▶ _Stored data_
------------------------------------------------------------------------
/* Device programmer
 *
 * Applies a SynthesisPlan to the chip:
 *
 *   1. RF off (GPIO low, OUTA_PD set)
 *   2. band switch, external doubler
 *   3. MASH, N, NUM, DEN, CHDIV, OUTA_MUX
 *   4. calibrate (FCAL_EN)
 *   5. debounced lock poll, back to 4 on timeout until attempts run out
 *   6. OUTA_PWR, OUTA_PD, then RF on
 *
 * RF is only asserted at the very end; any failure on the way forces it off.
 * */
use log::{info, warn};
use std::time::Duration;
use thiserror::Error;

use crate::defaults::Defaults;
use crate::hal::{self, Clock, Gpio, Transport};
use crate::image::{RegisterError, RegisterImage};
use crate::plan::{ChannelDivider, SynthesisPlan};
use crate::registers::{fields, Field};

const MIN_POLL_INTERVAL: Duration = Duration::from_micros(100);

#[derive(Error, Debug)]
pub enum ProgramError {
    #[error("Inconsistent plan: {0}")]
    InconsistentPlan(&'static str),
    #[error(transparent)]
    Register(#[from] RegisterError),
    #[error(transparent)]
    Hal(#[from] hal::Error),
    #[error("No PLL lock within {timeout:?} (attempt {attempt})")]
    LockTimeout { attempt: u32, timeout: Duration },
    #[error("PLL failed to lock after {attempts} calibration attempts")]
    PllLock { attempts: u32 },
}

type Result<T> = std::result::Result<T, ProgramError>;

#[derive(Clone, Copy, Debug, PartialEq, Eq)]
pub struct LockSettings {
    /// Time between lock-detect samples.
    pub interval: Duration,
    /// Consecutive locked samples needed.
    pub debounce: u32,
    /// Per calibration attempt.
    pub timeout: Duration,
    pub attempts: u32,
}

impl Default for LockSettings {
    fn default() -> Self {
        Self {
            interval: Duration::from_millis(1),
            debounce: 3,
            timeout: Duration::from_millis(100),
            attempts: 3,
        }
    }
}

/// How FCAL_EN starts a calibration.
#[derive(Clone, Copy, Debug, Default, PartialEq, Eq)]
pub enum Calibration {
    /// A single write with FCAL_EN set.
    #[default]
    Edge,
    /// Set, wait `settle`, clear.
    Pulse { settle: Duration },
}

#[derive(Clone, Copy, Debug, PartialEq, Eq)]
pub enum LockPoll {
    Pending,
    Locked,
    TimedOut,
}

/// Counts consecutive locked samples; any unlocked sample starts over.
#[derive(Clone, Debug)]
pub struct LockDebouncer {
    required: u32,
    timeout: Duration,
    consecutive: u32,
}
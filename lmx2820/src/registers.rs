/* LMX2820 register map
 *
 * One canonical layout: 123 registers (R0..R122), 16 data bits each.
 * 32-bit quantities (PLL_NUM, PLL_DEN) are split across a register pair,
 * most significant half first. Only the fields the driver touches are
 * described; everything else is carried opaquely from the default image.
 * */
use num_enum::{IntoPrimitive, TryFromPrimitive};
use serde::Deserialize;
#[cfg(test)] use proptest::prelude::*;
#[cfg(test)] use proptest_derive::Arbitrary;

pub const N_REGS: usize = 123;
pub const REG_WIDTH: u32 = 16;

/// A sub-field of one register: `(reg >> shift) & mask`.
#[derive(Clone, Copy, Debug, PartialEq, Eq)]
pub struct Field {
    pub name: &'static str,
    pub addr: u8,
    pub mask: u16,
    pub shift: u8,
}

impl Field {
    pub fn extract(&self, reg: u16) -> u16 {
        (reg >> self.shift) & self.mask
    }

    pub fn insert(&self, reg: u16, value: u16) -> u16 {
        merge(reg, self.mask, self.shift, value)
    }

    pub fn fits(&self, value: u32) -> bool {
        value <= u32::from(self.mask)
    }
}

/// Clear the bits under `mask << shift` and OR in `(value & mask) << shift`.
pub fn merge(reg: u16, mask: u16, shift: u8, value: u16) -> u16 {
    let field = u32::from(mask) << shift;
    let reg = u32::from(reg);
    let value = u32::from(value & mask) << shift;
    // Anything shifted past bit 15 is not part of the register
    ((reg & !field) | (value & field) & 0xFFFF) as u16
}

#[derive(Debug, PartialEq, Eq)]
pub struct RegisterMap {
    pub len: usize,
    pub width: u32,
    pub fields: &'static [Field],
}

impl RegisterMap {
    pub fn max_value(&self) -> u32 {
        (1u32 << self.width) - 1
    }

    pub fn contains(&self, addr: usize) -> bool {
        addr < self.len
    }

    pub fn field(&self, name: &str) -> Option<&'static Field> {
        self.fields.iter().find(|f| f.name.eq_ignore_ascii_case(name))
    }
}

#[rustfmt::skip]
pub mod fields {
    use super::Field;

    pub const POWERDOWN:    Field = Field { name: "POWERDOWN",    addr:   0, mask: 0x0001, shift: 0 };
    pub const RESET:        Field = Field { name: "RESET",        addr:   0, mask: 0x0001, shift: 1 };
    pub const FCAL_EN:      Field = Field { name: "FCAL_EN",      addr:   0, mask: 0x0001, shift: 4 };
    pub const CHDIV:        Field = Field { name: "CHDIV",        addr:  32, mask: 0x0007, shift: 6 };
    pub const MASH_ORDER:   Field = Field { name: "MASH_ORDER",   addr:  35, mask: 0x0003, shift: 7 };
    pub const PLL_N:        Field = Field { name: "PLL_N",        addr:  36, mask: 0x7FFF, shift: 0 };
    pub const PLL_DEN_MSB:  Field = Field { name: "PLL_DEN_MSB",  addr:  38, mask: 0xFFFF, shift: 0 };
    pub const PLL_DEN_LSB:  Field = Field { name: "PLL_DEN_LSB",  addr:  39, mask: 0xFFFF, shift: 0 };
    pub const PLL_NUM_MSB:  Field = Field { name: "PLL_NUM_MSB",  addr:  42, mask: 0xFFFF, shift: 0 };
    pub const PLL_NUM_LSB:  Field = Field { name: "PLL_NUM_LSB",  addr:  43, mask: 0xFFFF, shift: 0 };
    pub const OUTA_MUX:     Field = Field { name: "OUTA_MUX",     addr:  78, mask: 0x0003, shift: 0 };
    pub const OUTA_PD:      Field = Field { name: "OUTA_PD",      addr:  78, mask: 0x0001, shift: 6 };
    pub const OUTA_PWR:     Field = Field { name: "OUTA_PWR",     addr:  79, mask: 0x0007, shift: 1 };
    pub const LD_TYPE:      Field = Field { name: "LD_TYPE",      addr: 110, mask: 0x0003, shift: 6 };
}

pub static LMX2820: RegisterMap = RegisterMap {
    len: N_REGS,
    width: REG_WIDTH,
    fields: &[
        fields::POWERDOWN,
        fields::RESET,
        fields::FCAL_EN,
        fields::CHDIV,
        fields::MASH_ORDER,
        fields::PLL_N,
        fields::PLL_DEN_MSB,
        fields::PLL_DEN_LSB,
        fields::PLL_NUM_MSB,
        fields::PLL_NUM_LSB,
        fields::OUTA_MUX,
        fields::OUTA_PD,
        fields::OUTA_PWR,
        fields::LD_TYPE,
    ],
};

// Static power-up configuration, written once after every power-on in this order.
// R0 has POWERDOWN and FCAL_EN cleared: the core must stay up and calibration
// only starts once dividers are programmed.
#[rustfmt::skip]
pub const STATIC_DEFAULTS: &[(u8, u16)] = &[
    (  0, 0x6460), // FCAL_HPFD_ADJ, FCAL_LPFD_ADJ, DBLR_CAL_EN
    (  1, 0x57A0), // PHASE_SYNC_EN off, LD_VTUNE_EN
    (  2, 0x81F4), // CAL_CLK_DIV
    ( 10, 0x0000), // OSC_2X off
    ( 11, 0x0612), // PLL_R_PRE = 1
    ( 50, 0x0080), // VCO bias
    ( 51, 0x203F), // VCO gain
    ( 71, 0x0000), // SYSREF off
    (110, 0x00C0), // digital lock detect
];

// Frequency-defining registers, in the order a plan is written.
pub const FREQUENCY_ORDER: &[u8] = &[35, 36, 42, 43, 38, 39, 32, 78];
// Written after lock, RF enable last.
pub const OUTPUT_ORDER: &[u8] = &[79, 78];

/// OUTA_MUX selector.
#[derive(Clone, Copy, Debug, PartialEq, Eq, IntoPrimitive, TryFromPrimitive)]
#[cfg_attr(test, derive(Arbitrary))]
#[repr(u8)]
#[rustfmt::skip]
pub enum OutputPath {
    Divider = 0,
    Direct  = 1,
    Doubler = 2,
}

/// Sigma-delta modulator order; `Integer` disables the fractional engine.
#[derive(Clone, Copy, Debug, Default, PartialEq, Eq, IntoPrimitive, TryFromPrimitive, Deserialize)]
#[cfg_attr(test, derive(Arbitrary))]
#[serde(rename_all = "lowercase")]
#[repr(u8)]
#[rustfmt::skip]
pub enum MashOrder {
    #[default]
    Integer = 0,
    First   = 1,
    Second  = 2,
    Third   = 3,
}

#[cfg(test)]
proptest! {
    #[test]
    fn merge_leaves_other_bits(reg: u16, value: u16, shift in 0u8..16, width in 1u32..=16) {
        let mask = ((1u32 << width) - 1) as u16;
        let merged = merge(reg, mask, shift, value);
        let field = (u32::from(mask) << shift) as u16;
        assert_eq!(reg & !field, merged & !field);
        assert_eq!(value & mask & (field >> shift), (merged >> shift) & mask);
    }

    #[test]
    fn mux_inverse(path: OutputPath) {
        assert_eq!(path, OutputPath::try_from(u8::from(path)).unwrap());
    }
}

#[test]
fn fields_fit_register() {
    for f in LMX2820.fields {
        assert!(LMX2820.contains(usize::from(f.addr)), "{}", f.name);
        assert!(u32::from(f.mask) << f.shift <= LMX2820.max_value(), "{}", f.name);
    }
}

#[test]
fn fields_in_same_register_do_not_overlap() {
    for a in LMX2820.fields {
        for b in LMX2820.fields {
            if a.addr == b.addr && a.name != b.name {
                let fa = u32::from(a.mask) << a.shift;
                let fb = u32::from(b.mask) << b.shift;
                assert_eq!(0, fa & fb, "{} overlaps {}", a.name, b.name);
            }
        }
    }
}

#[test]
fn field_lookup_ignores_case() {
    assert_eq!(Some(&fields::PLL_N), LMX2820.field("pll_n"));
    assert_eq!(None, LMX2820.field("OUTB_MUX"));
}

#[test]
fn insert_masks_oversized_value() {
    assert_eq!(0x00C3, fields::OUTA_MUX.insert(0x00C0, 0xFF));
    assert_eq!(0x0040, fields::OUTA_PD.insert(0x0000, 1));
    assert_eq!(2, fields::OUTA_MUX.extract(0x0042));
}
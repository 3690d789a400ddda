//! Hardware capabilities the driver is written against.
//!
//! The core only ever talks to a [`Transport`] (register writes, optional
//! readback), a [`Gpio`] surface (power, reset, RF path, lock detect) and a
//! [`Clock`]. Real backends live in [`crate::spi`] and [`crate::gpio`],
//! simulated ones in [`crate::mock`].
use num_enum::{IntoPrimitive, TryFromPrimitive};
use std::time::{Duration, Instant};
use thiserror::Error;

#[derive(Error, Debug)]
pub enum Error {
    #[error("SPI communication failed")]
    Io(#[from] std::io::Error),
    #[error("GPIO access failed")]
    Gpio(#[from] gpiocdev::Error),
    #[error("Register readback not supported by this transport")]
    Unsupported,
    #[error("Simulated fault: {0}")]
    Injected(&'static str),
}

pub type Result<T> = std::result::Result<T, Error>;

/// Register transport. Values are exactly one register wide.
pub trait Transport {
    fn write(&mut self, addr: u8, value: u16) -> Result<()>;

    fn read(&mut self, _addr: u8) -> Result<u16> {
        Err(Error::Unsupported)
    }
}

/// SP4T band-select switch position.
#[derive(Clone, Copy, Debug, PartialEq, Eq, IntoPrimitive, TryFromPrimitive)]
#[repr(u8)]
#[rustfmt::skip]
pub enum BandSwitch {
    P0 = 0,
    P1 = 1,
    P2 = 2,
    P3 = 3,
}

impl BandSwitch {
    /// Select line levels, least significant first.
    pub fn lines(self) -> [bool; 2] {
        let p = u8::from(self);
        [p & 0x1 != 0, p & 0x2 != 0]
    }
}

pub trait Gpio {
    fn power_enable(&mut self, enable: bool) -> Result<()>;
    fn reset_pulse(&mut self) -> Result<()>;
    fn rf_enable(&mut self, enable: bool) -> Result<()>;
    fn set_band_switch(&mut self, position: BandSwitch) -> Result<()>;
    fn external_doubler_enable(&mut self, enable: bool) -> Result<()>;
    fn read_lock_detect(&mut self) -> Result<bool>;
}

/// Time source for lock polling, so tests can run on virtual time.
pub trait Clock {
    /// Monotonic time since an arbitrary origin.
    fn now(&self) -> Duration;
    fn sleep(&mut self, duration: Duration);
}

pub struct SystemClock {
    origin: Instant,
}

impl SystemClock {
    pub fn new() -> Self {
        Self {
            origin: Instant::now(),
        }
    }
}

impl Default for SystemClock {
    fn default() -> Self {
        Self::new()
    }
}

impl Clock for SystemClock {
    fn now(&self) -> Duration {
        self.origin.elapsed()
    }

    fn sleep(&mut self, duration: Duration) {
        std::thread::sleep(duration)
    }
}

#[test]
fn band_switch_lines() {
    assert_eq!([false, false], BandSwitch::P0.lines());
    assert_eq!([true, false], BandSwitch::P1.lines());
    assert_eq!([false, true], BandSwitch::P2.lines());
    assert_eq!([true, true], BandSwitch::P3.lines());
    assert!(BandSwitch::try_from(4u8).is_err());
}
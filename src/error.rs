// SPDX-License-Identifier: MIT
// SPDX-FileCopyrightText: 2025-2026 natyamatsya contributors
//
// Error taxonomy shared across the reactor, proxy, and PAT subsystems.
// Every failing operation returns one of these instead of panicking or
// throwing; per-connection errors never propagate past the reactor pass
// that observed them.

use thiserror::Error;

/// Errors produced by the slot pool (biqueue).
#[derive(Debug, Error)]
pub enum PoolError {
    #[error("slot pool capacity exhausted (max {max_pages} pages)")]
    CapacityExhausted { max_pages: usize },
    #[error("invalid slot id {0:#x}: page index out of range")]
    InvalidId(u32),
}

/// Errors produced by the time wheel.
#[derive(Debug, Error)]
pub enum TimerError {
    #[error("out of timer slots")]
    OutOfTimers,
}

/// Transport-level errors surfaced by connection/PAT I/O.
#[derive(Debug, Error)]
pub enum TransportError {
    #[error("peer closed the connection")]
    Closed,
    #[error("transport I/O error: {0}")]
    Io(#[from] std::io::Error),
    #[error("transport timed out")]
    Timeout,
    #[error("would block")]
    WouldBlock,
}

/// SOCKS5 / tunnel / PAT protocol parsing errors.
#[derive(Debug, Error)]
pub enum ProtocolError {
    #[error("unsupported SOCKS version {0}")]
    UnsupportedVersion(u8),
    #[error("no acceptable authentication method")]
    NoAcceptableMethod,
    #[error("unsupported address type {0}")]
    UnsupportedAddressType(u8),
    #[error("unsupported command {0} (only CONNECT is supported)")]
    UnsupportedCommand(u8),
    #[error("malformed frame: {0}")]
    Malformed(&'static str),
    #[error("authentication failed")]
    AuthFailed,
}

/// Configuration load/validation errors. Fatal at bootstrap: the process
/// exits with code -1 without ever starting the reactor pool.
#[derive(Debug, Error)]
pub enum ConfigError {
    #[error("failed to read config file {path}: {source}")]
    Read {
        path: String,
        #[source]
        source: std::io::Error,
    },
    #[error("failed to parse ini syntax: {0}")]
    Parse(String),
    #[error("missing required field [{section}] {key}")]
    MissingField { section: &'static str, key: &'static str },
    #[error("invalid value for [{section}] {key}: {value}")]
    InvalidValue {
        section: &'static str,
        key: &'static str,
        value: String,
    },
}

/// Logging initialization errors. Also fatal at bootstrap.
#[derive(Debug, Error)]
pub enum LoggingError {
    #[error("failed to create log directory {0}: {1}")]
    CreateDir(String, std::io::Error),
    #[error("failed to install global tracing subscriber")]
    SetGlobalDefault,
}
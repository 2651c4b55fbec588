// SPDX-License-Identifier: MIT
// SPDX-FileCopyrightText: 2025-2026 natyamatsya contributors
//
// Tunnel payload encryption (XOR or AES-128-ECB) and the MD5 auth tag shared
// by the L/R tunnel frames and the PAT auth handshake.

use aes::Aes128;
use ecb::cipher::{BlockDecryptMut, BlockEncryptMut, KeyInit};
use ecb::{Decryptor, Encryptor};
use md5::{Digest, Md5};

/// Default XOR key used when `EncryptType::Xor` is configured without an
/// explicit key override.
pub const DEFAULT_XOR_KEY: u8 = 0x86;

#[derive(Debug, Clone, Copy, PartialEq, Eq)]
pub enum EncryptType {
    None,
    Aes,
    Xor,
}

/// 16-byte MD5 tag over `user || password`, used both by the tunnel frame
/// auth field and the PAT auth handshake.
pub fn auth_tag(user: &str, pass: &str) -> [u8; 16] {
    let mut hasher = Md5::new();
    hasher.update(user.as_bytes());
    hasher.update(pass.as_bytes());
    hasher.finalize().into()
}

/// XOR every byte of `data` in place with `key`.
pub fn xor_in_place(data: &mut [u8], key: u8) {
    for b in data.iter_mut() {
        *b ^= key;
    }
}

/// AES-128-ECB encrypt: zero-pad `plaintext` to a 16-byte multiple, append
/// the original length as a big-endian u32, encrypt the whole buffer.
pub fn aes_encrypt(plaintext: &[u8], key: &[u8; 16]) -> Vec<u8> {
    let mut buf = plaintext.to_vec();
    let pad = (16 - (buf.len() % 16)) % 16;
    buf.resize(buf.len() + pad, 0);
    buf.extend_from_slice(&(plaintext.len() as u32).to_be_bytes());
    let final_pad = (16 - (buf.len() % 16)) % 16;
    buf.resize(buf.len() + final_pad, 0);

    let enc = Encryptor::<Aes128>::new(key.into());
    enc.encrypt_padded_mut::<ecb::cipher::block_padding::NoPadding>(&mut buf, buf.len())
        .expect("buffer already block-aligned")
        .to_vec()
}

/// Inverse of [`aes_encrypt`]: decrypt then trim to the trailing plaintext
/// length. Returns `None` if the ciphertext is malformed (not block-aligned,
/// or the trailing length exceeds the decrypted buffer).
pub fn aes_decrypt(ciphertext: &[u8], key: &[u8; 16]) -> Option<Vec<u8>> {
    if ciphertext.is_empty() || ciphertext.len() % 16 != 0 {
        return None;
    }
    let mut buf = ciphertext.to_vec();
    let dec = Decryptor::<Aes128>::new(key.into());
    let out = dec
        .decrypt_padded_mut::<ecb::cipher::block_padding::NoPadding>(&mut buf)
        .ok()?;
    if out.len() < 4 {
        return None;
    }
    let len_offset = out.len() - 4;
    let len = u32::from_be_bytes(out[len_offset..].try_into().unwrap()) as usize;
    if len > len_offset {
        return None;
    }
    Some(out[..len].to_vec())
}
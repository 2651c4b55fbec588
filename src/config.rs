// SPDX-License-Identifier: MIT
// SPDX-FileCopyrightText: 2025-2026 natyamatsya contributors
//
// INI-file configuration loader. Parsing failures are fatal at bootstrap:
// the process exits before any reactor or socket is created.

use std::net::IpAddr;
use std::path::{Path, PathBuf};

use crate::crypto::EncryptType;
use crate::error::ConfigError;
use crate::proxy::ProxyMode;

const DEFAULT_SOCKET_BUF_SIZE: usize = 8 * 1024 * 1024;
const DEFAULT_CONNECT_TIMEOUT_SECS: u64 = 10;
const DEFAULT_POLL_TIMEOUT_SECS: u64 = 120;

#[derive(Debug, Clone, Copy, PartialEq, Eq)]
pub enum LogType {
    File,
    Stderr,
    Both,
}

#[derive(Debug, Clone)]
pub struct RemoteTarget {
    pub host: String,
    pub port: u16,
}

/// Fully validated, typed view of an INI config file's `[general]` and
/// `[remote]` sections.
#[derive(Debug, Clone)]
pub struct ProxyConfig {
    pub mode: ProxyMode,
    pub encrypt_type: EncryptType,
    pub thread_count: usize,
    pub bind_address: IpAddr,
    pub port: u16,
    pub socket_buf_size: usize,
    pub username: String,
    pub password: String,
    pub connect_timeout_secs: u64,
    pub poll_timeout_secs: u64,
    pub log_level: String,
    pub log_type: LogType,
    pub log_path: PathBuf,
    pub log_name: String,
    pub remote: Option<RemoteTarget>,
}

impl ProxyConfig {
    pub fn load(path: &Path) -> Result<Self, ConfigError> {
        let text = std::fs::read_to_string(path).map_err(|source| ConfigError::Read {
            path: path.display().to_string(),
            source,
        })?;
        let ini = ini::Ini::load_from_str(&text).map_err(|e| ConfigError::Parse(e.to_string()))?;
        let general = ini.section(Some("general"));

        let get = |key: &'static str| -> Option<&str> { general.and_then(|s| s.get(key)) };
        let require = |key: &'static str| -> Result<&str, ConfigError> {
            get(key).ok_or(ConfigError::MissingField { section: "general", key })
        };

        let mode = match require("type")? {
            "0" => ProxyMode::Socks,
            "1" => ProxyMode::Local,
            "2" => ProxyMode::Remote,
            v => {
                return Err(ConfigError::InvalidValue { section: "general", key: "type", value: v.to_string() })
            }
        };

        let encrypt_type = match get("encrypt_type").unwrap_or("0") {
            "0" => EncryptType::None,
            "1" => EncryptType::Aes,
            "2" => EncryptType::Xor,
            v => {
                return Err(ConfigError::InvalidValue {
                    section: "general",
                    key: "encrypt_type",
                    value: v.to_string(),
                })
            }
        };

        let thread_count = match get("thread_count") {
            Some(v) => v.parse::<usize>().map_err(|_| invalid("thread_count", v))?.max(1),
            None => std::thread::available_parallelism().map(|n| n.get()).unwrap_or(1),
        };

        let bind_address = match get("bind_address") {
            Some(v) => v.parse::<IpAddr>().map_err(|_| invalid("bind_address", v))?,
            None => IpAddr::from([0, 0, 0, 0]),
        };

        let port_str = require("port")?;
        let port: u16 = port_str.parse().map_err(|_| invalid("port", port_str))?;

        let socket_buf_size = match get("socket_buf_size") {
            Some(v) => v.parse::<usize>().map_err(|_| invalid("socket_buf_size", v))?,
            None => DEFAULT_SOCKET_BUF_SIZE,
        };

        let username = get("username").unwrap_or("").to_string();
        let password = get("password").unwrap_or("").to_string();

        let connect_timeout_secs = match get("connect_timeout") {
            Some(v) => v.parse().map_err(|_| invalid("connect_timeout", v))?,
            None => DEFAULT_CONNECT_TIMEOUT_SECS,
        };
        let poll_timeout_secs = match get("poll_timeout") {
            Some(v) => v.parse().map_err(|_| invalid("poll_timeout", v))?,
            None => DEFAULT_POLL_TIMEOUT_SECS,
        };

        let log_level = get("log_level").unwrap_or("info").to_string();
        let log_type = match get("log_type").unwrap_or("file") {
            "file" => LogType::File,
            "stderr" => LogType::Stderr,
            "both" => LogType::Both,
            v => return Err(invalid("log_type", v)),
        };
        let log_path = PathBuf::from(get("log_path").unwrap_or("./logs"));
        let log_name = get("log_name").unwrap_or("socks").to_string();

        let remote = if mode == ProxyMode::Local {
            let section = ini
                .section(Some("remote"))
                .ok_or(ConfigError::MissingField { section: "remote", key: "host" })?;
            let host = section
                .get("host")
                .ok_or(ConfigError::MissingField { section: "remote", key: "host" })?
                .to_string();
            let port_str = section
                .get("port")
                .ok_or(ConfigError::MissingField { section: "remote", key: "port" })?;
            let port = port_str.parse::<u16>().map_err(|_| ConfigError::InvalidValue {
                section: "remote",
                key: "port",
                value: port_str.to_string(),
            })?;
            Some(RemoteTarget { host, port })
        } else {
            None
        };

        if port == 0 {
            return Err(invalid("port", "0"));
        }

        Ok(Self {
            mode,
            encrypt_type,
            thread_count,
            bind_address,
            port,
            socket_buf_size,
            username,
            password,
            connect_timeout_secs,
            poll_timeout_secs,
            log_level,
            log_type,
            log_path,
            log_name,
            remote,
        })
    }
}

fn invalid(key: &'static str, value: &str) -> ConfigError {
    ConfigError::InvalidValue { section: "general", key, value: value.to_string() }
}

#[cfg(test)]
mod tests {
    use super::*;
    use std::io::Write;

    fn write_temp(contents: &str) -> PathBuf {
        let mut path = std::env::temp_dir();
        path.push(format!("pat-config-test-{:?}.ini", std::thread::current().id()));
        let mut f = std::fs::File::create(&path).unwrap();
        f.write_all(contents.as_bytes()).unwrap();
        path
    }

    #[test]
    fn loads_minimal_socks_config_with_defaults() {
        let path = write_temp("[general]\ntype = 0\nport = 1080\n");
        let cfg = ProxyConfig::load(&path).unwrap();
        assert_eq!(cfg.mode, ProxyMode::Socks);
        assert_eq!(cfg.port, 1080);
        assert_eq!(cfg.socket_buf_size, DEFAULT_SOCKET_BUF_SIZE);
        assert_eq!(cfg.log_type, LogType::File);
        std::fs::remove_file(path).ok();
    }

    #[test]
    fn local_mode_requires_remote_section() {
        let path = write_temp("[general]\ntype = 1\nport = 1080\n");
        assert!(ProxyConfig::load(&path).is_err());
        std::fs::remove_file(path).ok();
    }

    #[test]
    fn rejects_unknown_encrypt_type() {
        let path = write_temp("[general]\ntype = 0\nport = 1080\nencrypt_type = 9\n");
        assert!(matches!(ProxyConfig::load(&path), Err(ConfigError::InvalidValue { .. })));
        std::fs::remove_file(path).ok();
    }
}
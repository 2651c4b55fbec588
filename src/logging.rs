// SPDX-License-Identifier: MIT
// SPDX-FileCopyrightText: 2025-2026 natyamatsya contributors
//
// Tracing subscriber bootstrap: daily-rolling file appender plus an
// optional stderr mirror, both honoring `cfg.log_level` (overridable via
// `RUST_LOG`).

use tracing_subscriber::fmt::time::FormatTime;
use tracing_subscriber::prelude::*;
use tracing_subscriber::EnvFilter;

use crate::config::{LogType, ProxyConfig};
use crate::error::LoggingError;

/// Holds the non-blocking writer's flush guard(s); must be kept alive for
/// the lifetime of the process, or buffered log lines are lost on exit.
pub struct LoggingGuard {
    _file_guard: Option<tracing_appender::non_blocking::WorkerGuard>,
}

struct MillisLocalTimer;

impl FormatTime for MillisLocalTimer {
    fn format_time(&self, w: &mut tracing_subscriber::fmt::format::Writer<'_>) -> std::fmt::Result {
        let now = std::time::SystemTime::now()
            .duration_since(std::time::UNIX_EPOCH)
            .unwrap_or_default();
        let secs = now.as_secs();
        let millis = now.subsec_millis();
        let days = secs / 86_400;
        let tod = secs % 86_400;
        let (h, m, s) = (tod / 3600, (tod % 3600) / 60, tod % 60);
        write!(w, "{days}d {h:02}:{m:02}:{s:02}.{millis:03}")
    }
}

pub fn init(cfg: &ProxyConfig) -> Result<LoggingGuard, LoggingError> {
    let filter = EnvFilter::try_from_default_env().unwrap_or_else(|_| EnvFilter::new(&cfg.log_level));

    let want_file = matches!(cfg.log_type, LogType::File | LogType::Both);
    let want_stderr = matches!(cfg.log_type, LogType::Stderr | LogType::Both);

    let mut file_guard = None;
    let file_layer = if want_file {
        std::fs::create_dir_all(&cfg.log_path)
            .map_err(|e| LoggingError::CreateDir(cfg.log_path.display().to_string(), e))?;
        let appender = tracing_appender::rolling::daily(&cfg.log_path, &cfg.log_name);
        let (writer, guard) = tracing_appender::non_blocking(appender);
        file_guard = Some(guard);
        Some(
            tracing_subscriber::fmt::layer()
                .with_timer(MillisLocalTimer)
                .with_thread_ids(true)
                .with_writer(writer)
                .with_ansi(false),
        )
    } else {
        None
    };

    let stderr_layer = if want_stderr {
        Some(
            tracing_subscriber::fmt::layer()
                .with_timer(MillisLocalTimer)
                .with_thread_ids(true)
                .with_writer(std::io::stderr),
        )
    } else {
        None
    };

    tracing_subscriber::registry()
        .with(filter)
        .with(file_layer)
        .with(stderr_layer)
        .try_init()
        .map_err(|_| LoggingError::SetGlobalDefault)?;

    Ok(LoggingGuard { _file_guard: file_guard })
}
------------------------------------------------------------------------
▶ _Task to complete_
Beginning with the opening line above, retype the records exactly through the line with "use crate::defaults::Defaults;", both ends included.

▶ _Worked solution_
/* Device programmer
 *
 * Applies a SynthesisPlan to the chip:
 *
 *   1. RF off (GPIO low, OUTA_PD set)
 *   2. band switch, external doubler
 *   3. MASH, N, NUM, DEN, CHDIV, OUTA_MUX
 *   4. calibrate (FCAL_EN)
 *   5. debounced lock poll, back to 4 on timeout until attempts run out
 *   6. OUTA_PWR, OUTA_PD, then RF on
 *
 * RF is only asserted at the very end; any failure on the way forces it off.
 * */
use log::{info, warn};
use std::time::Duration;
use thiserror::Error;

use crate::defaults::Defaults;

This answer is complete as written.